Task brief =>
Would you copy each line of the data below that has "concepts"?
### Entries provided ###
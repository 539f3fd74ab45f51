//! civitai-analyzer - prompt pattern analysis for Civitai collections
//!
//! Fetches image generation metadata from a collection through Civitai's tRPC
//! API and aggregates it: prompt style (tag list vs natural language), recurring
//! concepts and phrases, and the models, LoRAs, samplers and settings in use.

pub mod analysis;
pub mod civitai;
pub mod cli;
pub mod config;
pub mod console;
pub mod util;
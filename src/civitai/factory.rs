use anyhow::{Context, Result};
use tracing::info;

use super::auth::resolve_token;
use super::source::{ImageSource, MockImageSource};
use super::trpc::TrpcClient;
use crate::config::Config;

/// Create an image source based on configuration. `dry_run` uses canned
/// records and needs no token.
pub fn create_source(config: &Config, token: Option<&str>, dry_run: bool) -> Result<Box<dyn ImageSource>> {
    if dry_run {
        info!("Dry run: using built-in sample records");
        return Ok(Box::new(MockImageSource::new()));
    }

    let (token, source) = resolve_token(token, &config.civitai)?;
    info!("Using Civitai session token from {}", source);

    let client = TrpcClient::new(token, &config.civitai, &config.fetch).context("Failed to build Civitai client")?;
    Ok(Box::new(client))
}

#[cfg(test)]
mod tests {
    use super::*;
    use crate::civitai::auth::{CACHE_ENV_VAR, TOKEN_ENV_VARS};
    use serial_test::serial;
    use std::env;

    #[tokio::test]
    async fn test_create_mock_source_for_dry_run() {
        let config = Config::default();
        let source = create_source(&config, None, true).unwrap();
        let image = source.fetch_image(1001).await.unwrap();
        assert_eq!(image.image_id, 1001);
    }

    #[test]
    #[serial]
    fn test_create_source_without_token_fails() {
        for var in TOKEN_ENV_VARS {
            env::remove_var(var);
        }
        let dir = tempfile::tempdir().unwrap();
        env::set_var(CACHE_ENV_VAR, dir.path().join("none"));

        let result = create_source(&Config::default(), None, false);
        env::remove_var(CACHE_ENV_VAR);

        let err = result.err().expect("expected missing token error");
        assert!(err.to_string().contains("No Civitai session token"));
    }

    #[test]
    #[serial]
    fn test_create_source_with_explicit_token() {
        let token = "t".repeat(120);
        let result = create_source(&Config::default(), Some(token.as_str()), false);
        assert!(result.is_ok());
    }
}
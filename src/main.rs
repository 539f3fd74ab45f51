use anyhow::Result;
use clap::{Parser, Subcommand};
use tracing_subscriber::EnvFilter;

use civitai_analyzer::cli;

#[derive(Parser)]
#[command(name = "civitai-analyzer", version)]
#[command(about = "Analyze prompt patterns across Civitai collections", long_about = None)]
struct Cli {
    /// Debug logging (RUST_LOG overrides)
    #[arg(short, long, global = true)]
    verbose: bool,

    #[command(subcommand)]
    command: Commands,
}

#[derive(Subcommand)]
enum Commands {
    /// Fetch a collection and report models, LoRAs, concepts and phrases
    Analyze {
        /// Collection id (from civitai.com/collections/<id>)
        collection_id: u64,

        /// Images to fetch; -1 fetches the whole collection (default: from config, 50)
        #[arg(short, long, allow_negative_numbers = true)]
        limit: Option<i64>,

        /// Save the report as JSON (collection_<id>_analysis.json unless --output)
        #[arg(short, long)]
        save: bool,

        /// JSON output path (implies --save)
        #[arg(short, long)]
        output: Option<String>,

        /// Include the fetched image records in the JSON export
        #[arg(long)]
        include_records: bool,

        /// Wide console tables with LoRA ids and links
        #[arg(short, long)]
        wide: bool,

        /// Session token (overrides cache, environment and config)
        #[arg(long)]
        token: Option<String>,

        /// Path to config file (defaults to ./civitai-analyzer.toml or the user config dir)
        #[arg(long)]
        config: Option<String>,

        /// Analyze built-in sample records instead of calling Civitai
        #[arg(long)]
        dry_run: bool,
    },

    /// Show one image's metadata and prompt analysis
    Image {
        image_id: u64,

        /// Print JSON instead of the console view
        #[arg(long)]
        json: bool,

        #[arg(long)]
        token: Option<String>,

        #[arg(long)]
        config: Option<String>,

        #[arg(long)]
        dry_run: bool,
    },

    /// Check whether a model version is still available
    CheckModel {
        model_id: u64,

        #[arg(long)]
        version_id: Option<u64>,

        #[arg(long)]
        token: Option<String>,

        #[arg(long)]
        config: Option<String>,

        #[arg(long)]
        dry_run: bool,
    },

    /// Store a session token in the token cache
    SetToken {
        /// Token value; read from stdin when omitted
        #[arg(long)]
        token: Option<String>,

        /// Open the Civitai login page first
        #[arg(long)]
        open_browser: bool,

        #[arg(long)]
        config: Option<String>,
    },
}

fn init_logging(verbose: bool) {
    let default = if verbose { "debug" } else { "info" };
    let filter = EnvFilter::try_from_default_env().unwrap_or_else(|_| EnvFilter::new(default));
    tracing_subscriber::fmt()
        .with_env_filter(filter)
        .with_writer(std::io::stderr)
        .init();
}

#[tokio::main]
async fn main() -> Result<()> {
    let cli = Cli::parse();
    init_logging(cli.verbose);

    match cli.command {
        Commands::Analyze {
            collection_id,
            limit,
            save,
            output,
            include_records,
            wide,
            token,
            config,
            dry_run,
        } => {
            cli::analyze::run(
                collection_id,
                limit,
                save,
                output,
                include_records,
                wide,
                token,
                config,
                dry_run,
            )
            .await?;
        }
        Commands::Image {
            image_id,
            json,
            token,
            config,
            dry_run,
        } => {
            cli::image::run(image_id, json, token, config, dry_run).await?;
        }
        Commands::CheckModel {
            model_id,
            version_id,
            token,
            config,
            dry_run,
        } => {
            cli::check_model::run(model_id, version_id, token, config, dry_run).await?;
        }
        Commands::SetToken {
            token,
            open_browser,
            config,
        } => {
            cli::set_token::run(token, open_browser, config)?;
        }
    }

    Ok(())
}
###
Output for this exercise =>
//! concepts and phrases, and the models, LoRAs, samplers and settings in use.
    /// Fetch a collection and report models, LoRAs, concepts and phrases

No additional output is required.